Immunohistochemical analysis of CB2 receptor protein in human ileum. Archival tissue sections were retrieved from files at the Royal United Hospital (Bath, UK) with the approval of the Bath Local Research Ethics Committee (RUH Bath NHS Trust, UK). Tissue blocks were fixed in 4% (w/v) formaldehyde and embedded in paraffin. Sections were stained with a primary rabbit polyclonal anti-human CB2 antibody (Cayman Chemicals Co., Boldon, Tyne and Wear, Newcastle UK) using standard immunohistochemical techniques (Wright et al., 2005). Brown staining indicates CB2 immunoreactivity. (a) Dense CB2 immunoreactivity was found in the luminal membrane at the ulcerative margin in active Crohn's disease (right-hand side, red arrow) with weak cytoplasmic staining in the non-involved epithelium (left-hand side, blue arrow). Bar=30 μm. Enteric ganglia in the (b) myenteric plexus and the (c) submucosal plexus in normal tissue were moderately CB2 positive. Results are representative of the staining pattern noted in the assessment of 21 separate patient samples. This is the first illustration of CB2 receptor immunoreactivity in the human enteric nervous system. Unpublished data, used with kind permission from Dr Leigh Biddlestone, Rachel Seymour and Dr Karen Wright (Bath, UK).

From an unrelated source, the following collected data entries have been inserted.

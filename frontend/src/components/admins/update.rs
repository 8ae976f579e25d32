//! Update logic for admin-account and API-key management.
//!
//! Self-protection runs before anything leaves the browser: deleting your
//! own account or revoking your own super-admin role is refused locally.
//! Destructive actions go through the typed-confirmation sheet; toggles are
//! idempotent per-id operations with their own in-flight guards.

use wasm_bindgen_futures::JsFuture;
use yew::platform::spawn_local;
use yew::prelude::*;

use common::model::api_key::ApiKeyScope;
use common::requests::{
    CreateAdminRequest, CreateApiKeyRequest, UpdateAdminRequest, UpdateApiKeyRequest,
};

use super::messages::Msg;
use super::state::{
    confirmation_matches, guard_self_deletion, guard_self_demotion, AdminsPage, ConfirmAction,
};
use crate::api::admin::AdminApi;
use crate::notify;
use crate::tops_sheet::{close_top_sheet, open_top_sheet};

pub fn update(page: &mut AdminsPage, ctx: &Context<AdminsPage>, msg: Msg) -> bool {
    match msg {
        Msg::AdminsLoaded(admins) => {
            page.admins = admins;
            page.loading = false;
            true
        }
        Msg::KeysLoaded(api_keys) => {
            page.api_keys = api_keys;
            true
        }
        Msg::LoadFailed(err) => {
            page.loading = false;
            if !err.is_unauthorized() {
                notify::error(&format!("Could not load admin data: {err}"));
            }
            true
        }

        Msg::NewEmail(value) => {
            page.new_email = value;
            true
        }
        Msg::NewName(value) => {
            page.new_name = value;
            true
        }
        Msg::ToggleNewSuper => {
            page.new_super = !page.new_super;
            true
        }
        Msg::CreateAdmin => {
            if page.creating_admin {
                return false;
            }
            let email = page.new_email.trim().to_string();
            let name = page.new_name.trim().to_string();
            if email.is_empty() || name.is_empty() {
                notify::error("Email and name are required.");
                return false;
            }
            if page
                .admins
                .iter()
                .any(|admin| admin.email.eq_ignore_ascii_case(&email))
            {
                notify::error("An admin with that email already exists.");
                return false;
            }
            page.creating_admin = true;
            let request = CreateAdminRequest {
                email,
                name,
                is_super_admin: page.new_super,
            };
            let api = AdminApi::new(page.session.clone());
            let link = ctx.link().clone();
            spawn_local(async move {
                match api.create_admin(&request).await {
                    Ok(admin) => link.send_message(Msg::AdminCreated(admin)),
                    Err(err) => link.send_message(Msg::CreateAdminFailed(err)),
                }
            });
            true
        }
        Msg::AdminCreated(admin) => {
            page.creating_admin = false;
            page.admins.push(admin);
            page.new_email.clear();
            page.new_name.clear();
            page.new_super = false;
            notify::info("Admin account created.");
            true
        }
        Msg::CreateAdminFailed(err) => {
            page.creating_admin = false;
            if !err.is_unauthorized() {
                notify::error(&format!("Could not create the admin: {err}"));
            }
            true
        }

        Msg::ToggleAdminActive(id) => {
            let Some(admin) = page.admins.iter().find(|a| a.id == id) else {
                return false;
            };
            let next_active = !admin.is_active;
            if !page.admin_in_flight.insert(id) {
                return false;
            }
            let request = UpdateAdminRequest {
                is_active: Some(next_active),
                ..Default::default()
            };
            send_admin_update(page, ctx, id, request);
            true
        }
        Msg::RequestRoleChange(id, make_super) => {
            let Some(admin) = page.admins.iter().find(|a| a.id == id) else {
                return false;
            };
            if let Err(err) = guard_self_demotion(page.session.admin_id, admin, make_super) {
                notify::error(err.message());
                return false;
            }
            let action = ConfirmAction::ChangeRole {
                id,
                email: admin.email.clone(),
                make_super,
            };
            open_confirm(page, action);
            true
        }
        Msg::RequestDeleteAdmin(id) => {
            let Some(admin) = page.admins.iter().find(|a| a.id == id) else {
                return false;
            };
            if let Err(err) = guard_self_deletion(page.session.admin_id, id) {
                notify::error(err.message());
                return false;
            }
            let action = ConfirmAction::DeleteAdmin {
                id,
                email: admin.email.clone(),
            };
            open_confirm(page, action);
            true
        }
        Msg::AdminUpdated(admin) => {
            page.admin_in_flight.remove(&admin.id);
            if let Some(row) = page.admins.iter_mut().find(|a| a.id == admin.id) {
                *row = admin;
            }
            true
        }
        Msg::AdminDeleted(id) => {
            page.admin_in_flight.remove(&id);
            page.admins.retain(|a| a.id != id);
            notify::info("Admin account deleted.");
            true
        }
        Msg::AdminActionFailed(id, err) => {
            page.admin_in_flight.remove(&id);
            if !err.is_unauthorized() {
                notify::error(&format!("Admin update failed: {err}"));
            }
            true
        }

        Msg::NewKeyName(value) => {
            page.new_key_name = value;
            true
        }
        Msg::ToggleScopeUpload => {
            page.scope_upload = !page.scope_upload;
            true
        }
        Msg::ToggleScopeDownload => {
            page.scope_download = !page.scope_download;
            true
        }
        Msg::CreateKey => {
            if page.creating_key {
                return false;
            }
            let name = page.new_key_name.trim().to_string();
            if name.is_empty() {
                notify::error("Give the key a name.");
                return false;
            }
            let mut scopes = Vec::new();
            if page.scope_upload {
                scopes.push(ApiKeyScope::Upload);
            }
            if page.scope_download {
                scopes.push(ApiKeyScope::Download);
            }
            if scopes.is_empty() {
                notify::error("Select at least one scope.");
                return false;
            }
            page.creating_key = true;
            let request = CreateApiKeyRequest { name, scopes };
            let api = AdminApi::new(page.session.clone());
            let link = ctx.link().clone();
            spawn_local(async move {
                match api.create_api_key(&request).await {
                    Ok(created) => link.send_message(Msg::KeyCreated(created)),
                    Err(err) => link.send_message(Msg::CreateKeyFailed(err)),
                }
            });
            true
        }
        Msg::KeyCreated(created) => {
            page.creating_key = false;
            page.api_keys.push(created.api_key.clone());
            page.new_key_name.clear();
            // The secret is shown exactly once, in the reveal sheet.
            page.created_key = Some(created);
            open_top_sheet(page.secret_sheet_ref.clone());
            true
        }
        Msg::CreateKeyFailed(err) => {
            page.creating_key = false;
            if !err.is_unauthorized() {
                notify::error(&format!("Could not create the key: {err}"));
            }
            true
        }
        Msg::CopySecret => {
            let Some(created) = &page.created_key else {
                return false;
            };
            let secret = created.plaintext_key.clone();
            spawn_local(async move {
                if let Some(window) = web_sys::window() {
                    let promise = window.navigator().clipboard().write_text(&secret);
                    match JsFuture::from(promise).await {
                        Ok(_) => notify::info("Key copied to the clipboard."),
                        Err(_) => notify::error("Could not access the clipboard."),
                    }
                }
            });
            false
        }
        Msg::AcknowledgeSecret => {
            page.created_key = None;
            close_top_sheet(page.secret_sheet_ref.clone());
            true
        }

        Msg::ToggleKeyActive(id) => {
            let Some(key) = page.api_keys.iter().find(|k| k.id == id) else {
                return false;
            };
            let next_active = !key.is_active;
            if !page.key_in_flight.insert(id) {
                return false;
            }
            let request = UpdateApiKeyRequest {
                is_active: Some(next_active),
                ..Default::default()
            };
            let api = AdminApi::new(page.session.clone());
            let link = ctx.link().clone();
            spawn_local(async move {
                match api.update_api_key(id, &request).await {
                    Ok(key) => link.send_message(Msg::KeyUpdated(key)),
                    Err(err) => link.send_message(Msg::KeyActionFailed(id, err)),
                }
            });
            true
        }
        Msg::RequestDeleteKey(id) => {
            let Some(key) = page.api_keys.iter().find(|k| k.id == id) else {
                return false;
            };
            let action = ConfirmAction::DeleteApiKey {
                id,
                name: key.name.clone(),
            };
            open_confirm(page, action);
            true
        }
        Msg::KeyUpdated(key) => {
            page.key_in_flight.remove(&key.id);
            if let Some(row) = page.api_keys.iter_mut().find(|k| k.id == key.id) {
                *row = key;
            }
            true
        }
        Msg::KeyDeleted(id) => {
            page.key_in_flight.remove(&id);
            page.api_keys.retain(|k| k.id != id);
            notify::info("API key deleted.");
            true
        }
        Msg::KeyActionFailed(id, err) => {
            page.key_in_flight.remove(&id);
            if !err.is_unauthorized() {
                notify::error(&format!("API key update failed: {err}"));
            }
            true
        }

        Msg::TypedConfirmation(value) => {
            page.typed_confirmation = value;
            true
        }
        Msg::CancelConfirm => {
            page.confirm = None;
            page.typed_confirmation.clear();
            close_top_sheet(page.confirm_sheet_ref.clone());
            true
        }
        Msg::Confirm => {
            let Some(action) = page.confirm.clone() else {
                return false;
            };
            if !confirmation_matches(&action, &page.typed_confirmation) {
                return false;
            }
            page.confirm = None;
            page.typed_confirmation.clear();
            close_top_sheet(page.confirm_sheet_ref.clone());
            execute_confirmed(page, ctx, action);
            true
        }
    }
}

fn open_confirm(page: &mut AdminsPage, action: ConfirmAction) {
    page.confirm = Some(action);
    page.typed_confirmation.clear();
    open_top_sheet(page.confirm_sheet_ref.clone());
}

fn execute_confirmed(page: &mut AdminsPage, ctx: &Context<AdminsPage>, action: ConfirmAction) {
    let api = AdminApi::new(page.session.clone());
    let link = ctx.link().clone();
    match action {
        ConfirmAction::DeleteAdmin { id, .. } => {
            if !page.admin_in_flight.insert(id) {
                return;
            }
            spawn_local(async move {
                match api.delete_admin(id).await {
                    Ok(()) => link.send_message(Msg::AdminDeleted(id)),
                    Err(err) => link.send_message(Msg::AdminActionFailed(id, err)),
                }
            });
        }
        ConfirmAction::ChangeRole { id, make_super, .. } => {
            if !page.admin_in_flight.insert(id) {
                return;
            }
            let request = UpdateAdminRequest {
                is_super_admin: Some(make_super),
                ..Default::default()
            };
            spawn_local(async move {
                match api.update_admin(id, &request).await {
                    Ok(admin) => link.send_message(Msg::AdminUpdated(admin)),
                    Err(err) => link.send_message(Msg::AdminActionFailed(id, err)),
                }
            });
        }
        ConfirmAction::DeleteApiKey { id, .. } => {
            if !page.key_in_flight.insert(id) {
                return;
            }
            spawn_local(async move {
                match api.delete_api_key(id).await {
                    Ok(()) => link.send_message(Msg::KeyDeleted(id)),
                    Err(err) => link.send_message(Msg::KeyActionFailed(id, err)),
                }
            });
        }
    }
}

fn send_admin_update(
    page: &AdminsPage,
    ctx: &Context<AdminsPage>,
    id: i64,
    request: UpdateAdminRequest,
) {
    let api = AdminApi::new(page.session.clone());
    let link = ctx.link().clone();
    spawn_local(async move {
        match api.update_admin(id, &request).await {
            Ok(admin) => link.send_message(Msg::AdminUpdated(admin)),
            Err(err) => link.send_message(Msg::AdminActionFailed(id, err)),
        }
    });
}

pub fn fetch_all(page: &AdminsPage, ctx: &Context<AdminsPage>) {
    let api = AdminApi::new(page.session.clone());
    let link = ctx.link().clone();
    spawn_local(async move {
        match api.list_admins().await {
            Ok(admins) => link.send_message(Msg::AdminsLoaded(admins)),
            Err(err) => {
                link.send_message(Msg::LoadFailed(err));
                return;
            }
        }
        match api.list_api_keys().await {
            Ok(keys) => link.send_message(Msg::KeysLoaded(keys)),
            Err(err) => link.send_message(Msg::LoadFailed(err)),
        }
    });
}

Bar=10 μm. CB, cannabinoid.

Figure 2

CB2 receptor expression in the gastrointestinal (GI) tract and its innervation. CB2 receptors are expressed in the enteric nervous system and on immune cells in the normal gut. During inflammation, there is enhanced expression on epithelial cells at the ulcer margins (red) and in infiltrating immune cells. CB2 receptor is also expressed on visceral afferent nerves and in the dorsal vagal complex in the brainstem. Commensal bacteria (yellow) and pathogens (blue) are allowed access to the mucosal and submucosal regions through breaches in the epithelial barrier during inflammation. The figure is extensively adapted from Furness et al. (1999). CB, cannabinoid.